Figure 8. Seekur path accuracy without MEMS gyroscope feedback.
Figure 9. Seekur path accuracy when using MEMS gyroscope feedback.
Comparing the path trajectories in Figures 8 and 9, the difference in path accuracy is readily apparent. It should be noted that these experiments utilized early MEMS technology, supporting stability of ~0.02°/second. Current gyroscopes offer performance improvements of 2 to 4 times at the same cost, size, and power levels. As this trend continues, the ability to maintain accurate navigation on repetitive paths will continue to improve, creating opportunities for developing more markets and applications, such as hospital specimen/supply delivery.
Supply escort
Currently, the U.S. Defense Advanced Research Projects Agency (DARPA) continues to emphasize the greater use of robotics to enhance military capabilities in its proposals. Supply escort is one example of this application, where military escort teams are exposed to enemy threats and must move slowly along predictable patterns. Precise navigation allows robots (such as Seekur) to take on more responsibility in supply escort, reducing safety threats to personnel en route. A key performance indicator is the ability to manage GPS outages, where MEMS gyroscope heading feedback is particularly useful. The latest Seekur navigation technology was developed specifically for this environment, using MEMS inertial measurement units (IMUs) to improve accuracy and is designed to incorporate new technologies in terrain management and other functional areas in the future.

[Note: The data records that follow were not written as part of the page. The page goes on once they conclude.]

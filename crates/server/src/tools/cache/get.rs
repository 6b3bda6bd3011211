//! cache_get tool implementation.
//!
//! Retrieves the cached GET response for a URL from the active namespace.

use rmcp::{ErrorData as McpError, model::CallToolResult};
use schemars::JsonSchema;
use serde::{Deserialize, Serialize};
use topview_core::request::resolve;
use topview_core::{CacheDb, Error, Method, Request};
use url::Url;

use crate::tools::{HeaderPair, header_pairs, json_result};

/// Parameters for the cache_get tool.
#[derive(Debug, Clone, Serialize, Deserialize, JsonSchema)]
pub struct CacheGetParams {
    /// Absolute URL, or a path relative to the dashboard origin.
    pub url: String,
}

/// Output from the cache_get tool.
#[derive(Debug, Clone, Serialize, Deserialize, JsonSchema)]
pub struct CacheGetOutput {
    pub cache_name: String,
    pub url: String,
    pub key_hash: String,
    pub status: u16,
    pub headers: Vec<HeaderPair>,
    pub body: String,
    pub body_len: usize,
}

/// Implementation of the cache_get tool.
pub async fn get_impl(
    cache: &CacheDb, cache_name: &str, origin: &Url, params: CacheGetParams,
) -> Result<CallToolResult, McpError> {
    let url = resolve(origin, &params.url).map_err(|e| Error::InvalidUrl(e.to_string()))?;
    let request = Request::from_url(Method::Get, url);
    let key_hash = request.cache_key();

    let response = cache
        .match_entry(cache_name, &key_hash)
        .await?
        .ok_or_else(|| Error::CacheMiss(request.url.to_string()))?;

    let output = CacheGetOutput {
        cache_name: cache_name.to_string(),
        url: request.url.to_string(),
        key_hash,
        status: response.status,
        headers: header_pairs(&response.headers),
        body: String::from_utf8_lossy(&response.body).into_owned(),
        body_len: response.body.len(),
    };

    json_result(&output)
}
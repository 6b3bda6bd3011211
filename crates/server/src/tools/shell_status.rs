//! shell_status tool implementation.
//!
//! Reports the worker's lifecycle state and how full its namespace is.

use rmcp::{ErrorData as McpError, model::CallToolResult};
use schemars::JsonSchema;
use serde::{Deserialize, Serialize};
use topview_client::{ShellWorker, WorkerState};
use topview_core::CacheDb;

use super::json_result;

/// Output from the shell_status tool.
#[derive(Debug, Clone, Serialize, Deserialize, JsonSchema)]
pub struct ShellStatusOutput {
    pub state: WorkerState,
    /// Whether the namespace has been populated by a successful install
    pub installed: bool,
    pub cache_name: String,
    pub shell_assets: Vec<String>,
    pub entry_count: u64,
}

/// Implementation of the shell_status tool.
pub async fn status_impl(worker: &ShellWorker, db: &CacheDb) -> Result<CallToolResult, McpError> {
    let state = worker.state();
    let output = ShellStatusOutput {
        state,
        installed: state.is_installed(),
        cache_name: worker.cache_name().to_string(),
        shell_assets: worker.shell_assets().iter().map(|u| u.to_string()).collect(),
        entry_count: db.entry_count(worker.cache_name()).await?,
    };

    json_result(&output)
}
//! Worker lifecycle states and fetch outcomes.

use serde::{Deserialize, Serialize};
use topview_core::Response;

/// Lifecycle state of a [`super::ShellWorker`].
#[derive(Debug, Clone, Copy, Default, PartialEq, Eq, Serialize, Deserialize, schemars::JsonSchema)]
#[serde(rename_all = "snake_case")]
pub enum WorkerState {
    /// Nothing cached yet, or the last install failed
    #[default]
    Uninstalled,
    /// Shell assets are being fetched
    Installing,
    /// Namespace populated, waiting for activation
    Installed,
    /// Controlling every request
    Active,
}

impl WorkerState {
    pub fn as_str(&self) -> &'static str {
        match self {
            Self::Uninstalled => "uninstalled",
            Self::Installing => "installing",
            Self::Installed => "installed",
            Self::Active => "active",
        }
    }

    /// Whether the namespace has been populated by a successful install.
    pub fn is_installed(&self) -> bool {
        matches!(self, Self::Installed | Self::Active)
    }
}

/// Where a fetch response came from.
#[derive(Debug, Clone, Copy, PartialEq, Eq, Serialize, Deserialize, schemars::JsonSchema)]
#[serde(rename_all = "snake_case")]
pub enum FetchSource {
    /// Fresh response from the network
    Network,
    /// Network failed; served from the shell cache
    Cache,
    /// Not controlled by the layer (non-GET, or worker not active)
    Passthrough,
}

/// A response together with its source.
#[derive(Debug, Clone)]
pub struct FetchOutcome {
    pub response: Response,
    pub source: FetchSource,
}

impl FetchOutcome {
    pub(crate) fn new(response: Response, source: FetchSource) -> Self {
        Self { response, source }
    }
}
//! Unified error types for topview-shell.
//!
//! Display strings carry a stable uppercase prefix so hosts can match on the
//! error kind without depending on the enum.

use rmcp::model::{ErrorCode, ErrorData as McpError};
use tokio_rusqlite::rusqlite;

/// Unified error types for the interception layer and its host.
#[derive(Debug, thiserror::Error)]
pub enum Error {
    /// One or more shell assets could not be fetched at install time.
    #[error("INSTALL_FAILURE: {0}")]
    InstallFailure(String),

    /// The network failed and no cached fallback exists for the request.
    #[error("NETWORK_UNAVAILABLE: {0}")]
    NetworkUnavailable(String),

    /// The network primitive rejected the request (offline, DNS, timeout).
    #[error("NETWORK_ERROR: {0}")]
    Network(String),

    /// Lifecycle event arrived in a state that cannot accept it.
    #[error("INVALID_TRANSITION: {0}")]
    InvalidTransition(String),

    /// Invalid input parameters.
    #[error("INVALID_INPUT: {0}")]
    InvalidInput(String),

    /// Invalid URL.
    #[error("INVALID_URL: {0}")]
    InvalidUrl(String),

    /// No cache entry found for the given request identity.
    #[error("CACHE_MISS: {0}")]
    CacheMiss(String),

    /// Database operation failed.
    #[error("CACHE_ERROR: {0}")]
    Database(tokio_rusqlite::Error),

    /// Migration failed to apply.
    #[error("CACHE_ERROR: migration failed: {0}")]
    MigrationFailed(String),

    /// A stored value could not be encoded or decoded.
    #[error("CACHE_ERROR: serialization failed: {0}")]
    Serialization(String),
}

impl From<tokio_rusqlite::Error<Error>> for Error {
    fn from(err: tokio_rusqlite::Error<Error>) -> Self {
        match err {
            tokio_rusqlite::Error::Error(e) => e,
            tokio_rusqlite::Error::ConnectionClosed => Error::Database(tokio_rusqlite::Error::ConnectionClosed),
            tokio_rusqlite::Error::Close(c) => Error::Database(tokio_rusqlite::Error::Close(c)),
            _ => Error::Database(tokio_rusqlite::Error::ConnectionClosed),
        }
    }
}

impl From<tokio_rusqlite::Error<rusqlite::Error>> for Error {
    fn from(err: tokio_rusqlite::Error<rusqlite::Error>) -> Self {
        Error::Database(err)
    }
}

impl From<rusqlite::Error> for Error {
    fn from(err: rusqlite::Error) -> Self {
        Error::Database(tokio_rusqlite::Error::Error(err))
    }
}

impl From<serde_json::Error> for Error {
    fn from(err: serde_json::Error) -> Self {
        Error::Serialization(err.to_string())
    }
}

impl From<Error> for McpError {
    fn from(err: Error) -> Self {
        let (code, message) = match &err {
            Error::InvalidInput(msg) => (-32602, msg.clone()),
            Error::CacheMiss(msg) => (-32001, msg.clone()),
            Error::InvalidUrl(msg) => (-32003, msg.clone()),
            Error::Network(msg) => (-32008, msg.clone()),
            Error::InstallFailure(msg) => (-32020, msg.clone()),
            Error::NetworkUnavailable(msg) => (-32021, msg.clone()),
            Error::InvalidTransition(msg) => (-32022, msg.clone()),
            Error::Database(e) => (-32002, e.to_string()),
            Error::MigrationFailed(msg) | Error::Serialization(msg) => (-32002, msg.clone()),
        };

        McpError { code: ErrorCode(code), message: message.into(), data: None }
    }
}
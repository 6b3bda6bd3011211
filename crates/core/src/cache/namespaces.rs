//! Cache namespace and entry operations.
//!
//! A namespace is a named, versioned store mapping request identities to
//! stored responses. Namespaces are created on demand and never dropped.

use super::connection::CacheDb;
use crate::Error;
use crate::request::{Method, Response};
use bytes::Bytes;
use serde::{Deserialize, Serialize};
use tokio_rusqlite::params;
use tokio_rusqlite::rusqlite;

/// A response to be stored under a request identity.
#[derive(Debug, Clone)]
pub struct CacheEntry {
    pub key_hash: String,
    pub method: Method,
    pub url: String,
    pub response: Response,
}

/// Listing metadata for a stored entry (no body).
#[derive(Debug, Clone, PartialEq, Eq, Serialize, Deserialize, schemars::JsonSchema)]
pub struct EntryInfo {
    pub key_hash: String,
    pub method: String,
    pub url: String,
    pub status: u16,
    pub body_len: usize,
    pub stored_at: String,
}

/// A namespace and how many entries it holds.
#[derive(Debug, Clone, PartialEq, Eq, Serialize, Deserialize, schemars::JsonSchema)]
pub struct NamespaceInfo {
    pub name: String,
    pub created_at: String,
    pub entry_count: u64,
}

impl CacheDb {
    /// Open a namespace, creating it if it doesn't exist.
    ///
    /// Opening an existing namespace leaves its entries untouched.
    pub async fn open_namespace(&self, name: &str) -> Result<(), Error> {
        if name.trim().is_empty() {
            return Err(Error::InvalidInput("cache namespace name cannot be empty".into()));
        }
        let name = name.to_string();
        let now = chrono::Utc::now().to_rfc3339();
        self.conn
            .call(move |conn| -> Result<(), Error> {
                let created = conn.execute(
                    "INSERT OR IGNORE INTO cache_namespaces (name, created_at) VALUES (?1, ?2)",
                    params![name, now],
                )?;
                if created > 0 {
                    tracing::info!(namespace = %name, "created cache namespace");
                }
                Ok(())
            })
            .await
            .map_err(Error::from)
    }

    /// Store entries in a namespace in a single transaction.
    ///
    /// Uses UPSERT semantics keyed by (namespace, key_hash), so storing the
    /// same entries twice leaves the namespace unchanged. Either every entry
    /// is written or none is.
    pub async fn put_entries(&self, namespace: &str, entries: Vec<CacheEntry>) -> Result<(), Error> {
        let namespace = namespace.to_string();
        let now = chrono::Utc::now().to_rfc3339();
        self.conn
            .call(move |conn| -> Result<(), Error> {
                let tx = conn.transaction()?;
                let known: bool = tx.query_row(
                    "SELECT EXISTS(SELECT 1 FROM cache_namespaces WHERE name = ?1)",
                    params![namespace],
                    |row| row.get(0),
                )?;
                if !known {
                    return Err(Error::InvalidInput(format!("cache namespace {namespace} is not open")));
                }

                for entry in &entries {
                    let headers_json = serde_json::to_string(&entry.response.headers)?;
                    tx.execute(
                        "INSERT INTO cache_entries (
                            namespace, key_hash, method, url, status, headers_json, body, stored_at
                        ) VALUES (?1, ?2, ?3, ?4, ?5, ?6, ?7, ?8)
                        ON CONFLICT(namespace, key_hash) DO UPDATE SET
                            method = excluded.method,
                            url = excluded.url,
                            status = excluded.status,
                            headers_json = excluded.headers_json,
                            body = excluded.body,
                            stored_at = excluded.stored_at",
                        params![
                            &namespace,
                            &entry.key_hash,
                            entry.method.as_str(),
                            &entry.url,
                            entry.response.status,
                            headers_json,
                            entry.response.body.as_ref(),
                            &now,
                        ],
                    )?;
                }

                tx.commit()?;
                Ok(())
            })
            .await
            .map_err(Error::from)
    }

    /// Look up a stored response by request identity.
    ///
    /// Returns None if the namespace holds no entry for the key.
    pub async fn match_entry(&self, namespace: &str, key_hash: &str) -> Result<Option<Response>, Error> {
        let namespace = namespace.to_string();
        let key_hash = key_hash.to_string();
        self.conn
            .call(move |conn| -> Result<Option<Response>, Error> {
                let mut stmt = conn.prepare(
                    "SELECT status, headers_json, body FROM cache_entries
                     WHERE namespace = ?1 AND key_hash = ?2",
                )?;

                let row = stmt.query_row(params![namespace, key_hash], |row| {
                    Ok((row.get::<_, u16>(0)?, row.get::<_, String>(1)?, row.get::<_, Vec<u8>>(2)?))
                });

                match row {
                    Ok((status, headers_json, body)) => {
                        let headers = serde_json::from_str(&headers_json)?;
                        Ok(Some(Response { status, headers, body: Bytes::from(body) }))
                    }
                    Err(rusqlite::Error::QueryReturnedNoRows) => Ok(None),
                    Err(e) => Err(e.into()),
                }
            })
            .await
            .map_err(Error::from)
    }

    /// List the entries of a namespace, ordered by URL.
    pub async fn list_entries(&self, namespace: &str) -> Result<Vec<EntryInfo>, Error> {
        let namespace = namespace.to_string();
        self.conn
            .call(move |conn| -> Result<Vec<EntryInfo>, Error> {
                let mut stmt = conn.prepare(
                    "SELECT key_hash, method, url, status, length(body), stored_at
                     FROM cache_entries WHERE namespace = ?1
                     ORDER BY url, method",
                )?;

                let rows = stmt.query_map(params![namespace], |row| {
                    Ok(EntryInfo {
                        key_hash: row.get(0)?,
                        method: row.get(1)?,
                        url: row.get(2)?,
                        status: row.get(3)?,
                        body_len: row.get::<_, i64>(4)? as usize,
                        stored_at: row.get(5)?,
                    })
                })?;

                let collected = rows.collect::<Result<Vec<_>, _>>()?;
                Ok(collected)
            })
            .await
            .map_err(Error::from)
    }

    /// Count the entries of a namespace.
    pub async fn entry_count(&self, namespace: &str) -> Result<u64, Error> {
        let namespace = namespace.to_string();
        self.conn
            .call(move |conn| -> Result<u64, Error> {
                let count: i64 = conn.query_row(
                    "SELECT COUNT(*) FROM cache_entries WHERE namespace = ?1",
                    params![namespace],
                    |row| row.get(0),
                )?;
                Ok(count as u64)
            })
            .await
            .map_err(Error::from)
    }

    /// List every namespace in the database, including orphaned versions.
    pub async fn list_namespaces(&self) -> Result<Vec<NamespaceInfo>, Error> {
        self.conn
            .call(move |conn| -> Result<Vec<NamespaceInfo>, Error> {
                let mut stmt = conn.prepare(
                    "SELECT n.name, n.created_at, COUNT(e.key_hash)
                     FROM cache_namespaces n
                     LEFT JOIN cache_entries e ON e.namespace = n.name
                     GROUP BY n.name, n.created_at
                     ORDER BY n.created_at, n.name",
                )?;

                let rows = stmt.query_map([], |row| {
                    Ok(NamespaceInfo {
                        name: row.get(0)?,
                        created_at: row.get(1)?,
                        entry_count: row.get::<_, i64>(2)? as u64,
                    })
                })?;

                let collected = rows.collect::<Result<Vec<_>, _>>()?;
                Ok(collected)
            })
            .await
            .map_err(Error::from)
    }
}

#[cfg(test)]
mod tests {
    use super::*;
    use crate::request::Request;

    const NS: &str = "topview-shell-v1";

    fn make_entry(url: &str, body: &str) -> CacheEntry {
        let request = Request::get(url).unwrap();
        CacheEntry {
            key_hash: request.cache_key(),
            method: request.method,
            url: request.url.to_string(),
            response: Response::new(200, body.to_string()).with_header("content-type", "text/html"),
        }
    }

    #[tokio::test]
    async fn test_put_and_match() {
        let db = CacheDb::open_in_memory().await.unwrap();
        db.open_namespace(NS).await.unwrap();

        let entry = make_entry("http://localhost:8080/index.html", "<html>shell</html>");
        db.put_entries(NS, vec![entry.clone()]).await.unwrap();

        let found = db.match_entry(NS, &entry.key_hash).await.unwrap().unwrap();
        assert_eq!(found, entry.response);
    }

    #[tokio::test]
    async fn test_match_missing() {
        let db = CacheDb::open_in_memory().await.unwrap();
        db.open_namespace(NS).await.unwrap();
        assert!(db.match_entry(NS, "nonexistent").await.unwrap().is_none());
    }

    #[tokio::test]
    async fn test_binary_body_round_trip() {
        let db = CacheDb::open_in_memory().await.unwrap();
        db.open_namespace(NS).await.unwrap();

        let mut entry = make_entry("http://localhost:8080/icon.png", "");
        entry.response.body = Bytes::from_static(&[0x89, b'P', b'N', b'G', 0x00, 0xff, 0x0a]);
        db.put_entries(NS, vec![entry.clone()]).await.unwrap();

        let found = db.match_entry(NS, &entry.key_hash).await.unwrap().unwrap();
        assert_eq!(found.body, entry.response.body);
    }

    #[tokio::test]
    async fn test_non_utf8_header_round_trip() {
        let db = CacheDb::open_in_memory().await.unwrap();
        db.open_namespace(NS).await.unwrap();

        let mut entry = make_entry("http://localhost:8080/export", "a,b");
        entry.response = entry.response.with_header("content-disposition", b"attachment; filename=r\xe9sum\xe9.csv");
        db.put_entries(NS, vec![entry.clone()]).await.unwrap();

        let found = db.match_entry(NS, &entry.key_hash).await.unwrap().unwrap();
        assert_eq!(found.headers, entry.response.headers);
        assert_eq!(found.header_bytes("content-disposition"), Some(&b"attachment; filename=r\xe9sum\xe9.csv"[..]));
    }

    #[tokio::test]
    async fn test_namespaces_are_isolated() {
        let db = CacheDb::open_in_memory().await.unwrap();
        db.open_namespace("topview-shell-v0").await.unwrap();
        db.open_namespace(NS).await.unwrap();

        let entry = make_entry("http://localhost:8080/", "v0 shell");
        db.put_entries("topview-shell-v0", vec![entry.clone()]).await.unwrap();

        assert!(db.match_entry(NS, &entry.key_hash).await.unwrap().is_none());
        assert_eq!(db.entry_count("topview-shell-v0").await.unwrap(), 1);
    }

    #[tokio::test]
    async fn test_put_is_idempotent() {
        let db = CacheDb::open_in_memory().await.unwrap();
        db.open_namespace(NS).await.unwrap();

        let entries = vec![
            make_entry("http://localhost:8080/", "root"),
            make_entry("http://localhost:8080/index.html", "index"),
        ];
        db.put_entries(NS, entries.clone()).await.unwrap();
        db.put_entries(NS, entries).await.unwrap();

        let listed = db.list_entries(NS).await.unwrap();
        assert_eq!(listed.len(), 2);
        assert_eq!(listed[0].url, "http://localhost:8080/");
        assert_eq!(listed[1].body_len, 5);
    }

    #[tokio::test]
    async fn test_put_requires_open_namespace() {
        let db = CacheDb::open_in_memory().await.unwrap();
        let result = db
            .put_entries("never-opened", vec![make_entry("http://localhost:8080/", "root")])
            .await;
        assert!(matches!(result, Err(Error::InvalidInput(_))));
    }

    #[tokio::test]
    async fn test_open_namespace_keeps_entries() {
        let db = CacheDb::open_in_memory().await.unwrap();
        db.open_namespace(NS).await.unwrap();
        db.put_entries(NS, vec![make_entry("http://localhost:8080/", "root")])
            .await
            .unwrap();

        db.open_namespace(NS).await.unwrap();
        assert_eq!(db.list_namespaces().await.unwrap().len(), 1);
        assert_eq!(db.entry_count(NS).await.unwrap(), 1);
    }

    #[tokio::test]
    async fn test_empty_namespace_name_rejected() {
        let db = CacheDb::open_in_memory().await.unwrap();
        assert!(matches!(db.open_namespace("  ").await, Err(Error::InvalidInput(_))));
    }

    #[tokio::test]
    async fn test_list_namespaces_includes_orphans() {
        let db = CacheDb::open_in_memory().await.unwrap();
        db.open_namespace("topview-shell-v0").await.unwrap();
        db.open_namespace(NS).await.unwrap();
        db.put_entries(NS, vec![make_entry("http://localhost:8080/", "root")])
            .await
            .unwrap();

        let namespaces = db.list_namespaces().await.unwrap();
        assert_eq!(namespaces.len(), 2);
        let current = namespaces.iter().find(|n| n.name == NS).unwrap();
        assert_eq!(current.entry_count, 1);
        let orphan = namespaces.iter().find(|n| n.name == "topview-shell-v0").unwrap();
        assert_eq!(orphan.entry_count, 0);
    }
}
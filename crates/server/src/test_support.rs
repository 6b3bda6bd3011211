//! Shared doubles for the server's unit tests.

use std::collections::HashMap;
use std::sync::atomic::{AtomicBool, AtomicUsize, Ordering};
use std::sync::{Arc, Mutex};

use async_trait::async_trait;
use topview_client::{Network, ShellWorker};
use topview_core::{AppConfig, CacheDb, Error, Request, Response};
use url::Url;

/// Network double serving canned responses per URL.
#[derive(Default)]
pub struct StubNetwork {
    responses: Mutex<HashMap<String, Response>>,
    offline: AtomicBool,
    /// Number of upcoming sends to reject before behaving normally.
    fail_next: AtomicUsize,
    pub calls: AtomicUsize,
}

impl StubNetwork {
    /// A network serving the default shell asset set.
    pub fn with_shell() -> Arc<Self> {
        let network = Self::default();
        network.serve("http://localhost:8080/", Response::new(200, "<html>TopView</html>"));
        network.serve(
            "http://localhost:8080/index.html",
            Response::new(200, "<html>TopView</html>").with_header("content-type", "text/html"),
        );
        network.serve(
            "http://localhost:8080/manifest.json",
            Response::new(200, r#"{"name":"TopView ERP","start_url":"/"}"#)
                .with_header("content-type", "application/manifest+json"),
        );
        Arc::new(network)
    }

    pub fn serve(&self, url: &str, response: Response) {
        self.responses.lock().unwrap().insert(url.to_string(), response);
    }

    pub fn set_offline(&self, offline: bool) {
        self.offline.store(offline, Ordering::SeqCst);
    }

    pub fn fail_next(&self, count: usize) {
        self.fail_next.store(count, Ordering::SeqCst);
    }
}

#[async_trait]
impl Network for StubNetwork {
    async fn send(&self, request: &Request) -> Result<Response, Error> {
        self.calls.fetch_add(1, Ordering::SeqCst);
        if self.offline.load(Ordering::SeqCst) {
            return Err(Error::Network("connection failed: offline".into()));
        }
        let pending = self.fail_next.load(Ordering::SeqCst);
        if pending > 0 {
            self.fail_next.store(pending - 1, Ordering::SeqCst);
            return Err(Error::Network("connection reset".into()));
        }
        self.responses
            .lock()
            .unwrap()
            .get(request.url.as_str())
            .cloned()
            .ok_or_else(|| Error::Network(format!("dns error: {}", request.url)))
    }
}

pub fn origin() -> Url {
    Url::parse("http://localhost:8080").unwrap()
}

/// Config with no install backoff so retry tests run instantly.
pub fn test_config() -> AppConfig {
    AppConfig { install_backoff_ms: 0, ..Default::default() }
}

/// A worker built from the default config.
pub async fn worker(network: Arc<StubNetwork>) -> (ShellWorker, CacheDb) {
    let db = CacheDb::open_in_memory().await.unwrap();
    let worker = ShellWorker::from_config(&test_config(), network, Arc::new(db.clone())).unwrap();
    (worker, db)
}

/// A worker that has been installed and activated.
pub async fn active_worker(network: Arc<StubNetwork>) -> (ShellWorker, CacheDb) {
    let (worker, db) = worker(network).await;
    worker.install().await.unwrap();
    worker.activate().await.unwrap();
    (worker, db)
}
//! Network primitive: issue an outbound request, yield a response or a failure.
//!
//! Any HTTP status counts as a response. Only transport problems (offline,
//! DNS, refused connection, timeout, oversized body) are failures, and those
//! surface as [`Error::Network`].

use std::time::{Duration, Instant};

use async_trait::async_trait;
use bytes::Bytes;
use reqwest::header::{HeaderName, HeaderValue};
use reqwest::{Client, header};
use topview_core::{AppConfig, Error, Request, Response};

/// Something that can carry a request to the network.
#[async_trait]
pub trait Network: Send + Sync {
    async fn send(&self, request: &Request) -> Result<Response, Error>;
}

/// Configuration for [`HttpNetwork`].
#[derive(Debug, Clone)]
pub struct NetworkConfig {
    /// User agent string (default: "topview-shell/0.1")
    pub user_agent: String,

    /// Maximum response body size in bytes (default: 5MB)
    pub max_bytes: usize,

    /// Request timeout (default: 20s)
    pub timeout: Duration,

    /// Maximum number of redirects to follow (default: 5)
    pub max_redirects: usize,
}

impl Default for NetworkConfig {
    fn default() -> Self {
        Self {
            user_agent: "topview-shell/0.1".to_string(),
            max_bytes: 5 * 1024 * 1024,
            timeout: Duration::from_millis(20000),
            max_redirects: 5,
        }
    }
}

impl From<&AppConfig> for NetworkConfig {
    fn from(config: &AppConfig) -> Self {
        Self {
            user_agent: config.user_agent.clone(),
            max_bytes: config.max_bytes,
            timeout: config.timeout(),
            ..Default::default()
        }
    }
}

/// reqwest-backed network primitive.
pub struct HttpNetwork {
    http: Client,
    config: NetworkConfig,
}

impl HttpNetwork {
    /// Create a new network client with the given configuration.
    pub fn new(config: NetworkConfig) -> Result<Self, Error> {
        let http = Client::builder()
            .user_agent(&config.user_agent)
            .timeout(config.timeout)
            .redirect(reqwest::redirect::Policy::limited(config.max_redirects))
            .use_rustls_tls()
            .gzip(true)
            .brotli(true)
            .deflate(true)
            .build()
            .map_err(|e| Error::Network(format!("failed to build HTTP client: {e}")))?;

        Ok(Self { http, config })
    }

    fn build(&self, request: &Request) -> Result<reqwest::RequestBuilder, Error> {
        let method = reqwest::Method::from_bytes(request.method.as_str().as_bytes())
            .map_err(|e| Error::InvalidInput(format!("invalid method: {e}")))?;

        let mut headers = header::HeaderMap::new();
        for (name, value) in &request.headers {
            let name = HeaderName::from_bytes(name.as_bytes())
                .map_err(|e| Error::InvalidInput(format!("invalid header name {name:?}: {e}")))?;
            let value = HeaderValue::from_str(value)
                .map_err(|e| Error::InvalidInput(format!("invalid value for header {name}: {e}")))?;
            headers.append(name, value);
        }

        let mut builder = self.http.request(method, request.url.clone()).headers(headers);
        if let Some(body) = &request.body {
            builder = builder.body(body.clone());
        }
        Ok(builder)
    }
}

fn describe(err: &reqwest::Error) -> String {
    if err.is_timeout() {
        format!("request timed out: {err}")
    } else if err.is_connect() {
        format!("connection failed: {err}")
    } else {
        format!("network error: {err}")
    }
}

#[async_trait]
impl Network for HttpNetwork {
    async fn send(&self, request: &Request) -> Result<Response, Error> {
        let start = Instant::now();
        let builder = self.build(request)?;

        let response = builder.send().await.map_err(|e| Error::Network(describe(&e)))?;
        let status = response.status().as_u16();

        if let Some(len) = response.content_length()
            && len as usize > self.config.max_bytes
        {
            return Err(Error::Network(format!("{len} bytes exceeds {}", self.config.max_bytes)));
        }

        let headers: Vec<(String, Bytes)> = response
            .headers()
            .iter()
            .map(|(name, value)| (name.as_str().to_string(), Bytes::copy_from_slice(value.as_bytes())))
            .collect();

        let body = response
            .bytes()
            .await
            .map_err(|e| Error::Network(format!("failed to read response: {}", describe(&e))))?;

        if body.len() > self.config.max_bytes {
            return Err(Error::Network(format!("{} bytes exceeds {}", body.len(), self.config.max_bytes)));
        }

        tracing::debug!(
            method = %request.method,
            url = %request.url,
            status,
            bytes = body.len(),
            elapsed_ms = start.elapsed().as_millis() as u64,
            "network response"
        );

        Ok(Response { status, headers, body })
    }
}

To test the positioning performance of the system with and without an IMU, outdoor path errors were recorded and analyzed. Figure 10 compares the error relative to the true path (derived from GPS) using only the range finding method with the error when combining the range finding method and an IMU within a Kalman filter. The latter's position accuracy is nearly 15 times that of the former.
Figure 10. Seekur position error using the range method/IMU (green) and using only the range method (blue).
in conclusion
Robotics platform developers have found that MEMS gyroscope technology offers a cost-effective way to improve orientation estimation and overall accuracy in navigation systems. Pre-calibrated, system-ready devices enable simple functional integration, facilitating a smooth start to development and allowing engineers to focus on system optimization. As MEMS technology continues to improve gyroscope noise, stability, and accuracy, levels of precision and control will continue to rise, opening up new markets for autonomous robotic platforms. Next-generation development of systems such as Seekur can transition from gyroscopes to fully integrated MEMSIMU/6DoF sensors. While yaw-oriented approaches are useful, the world is not flat; many other current and future applications can leverage MEMSIMU for terrain management and further accuracy improvements, with full alignment feedback and correction achieved through three gyroscopes.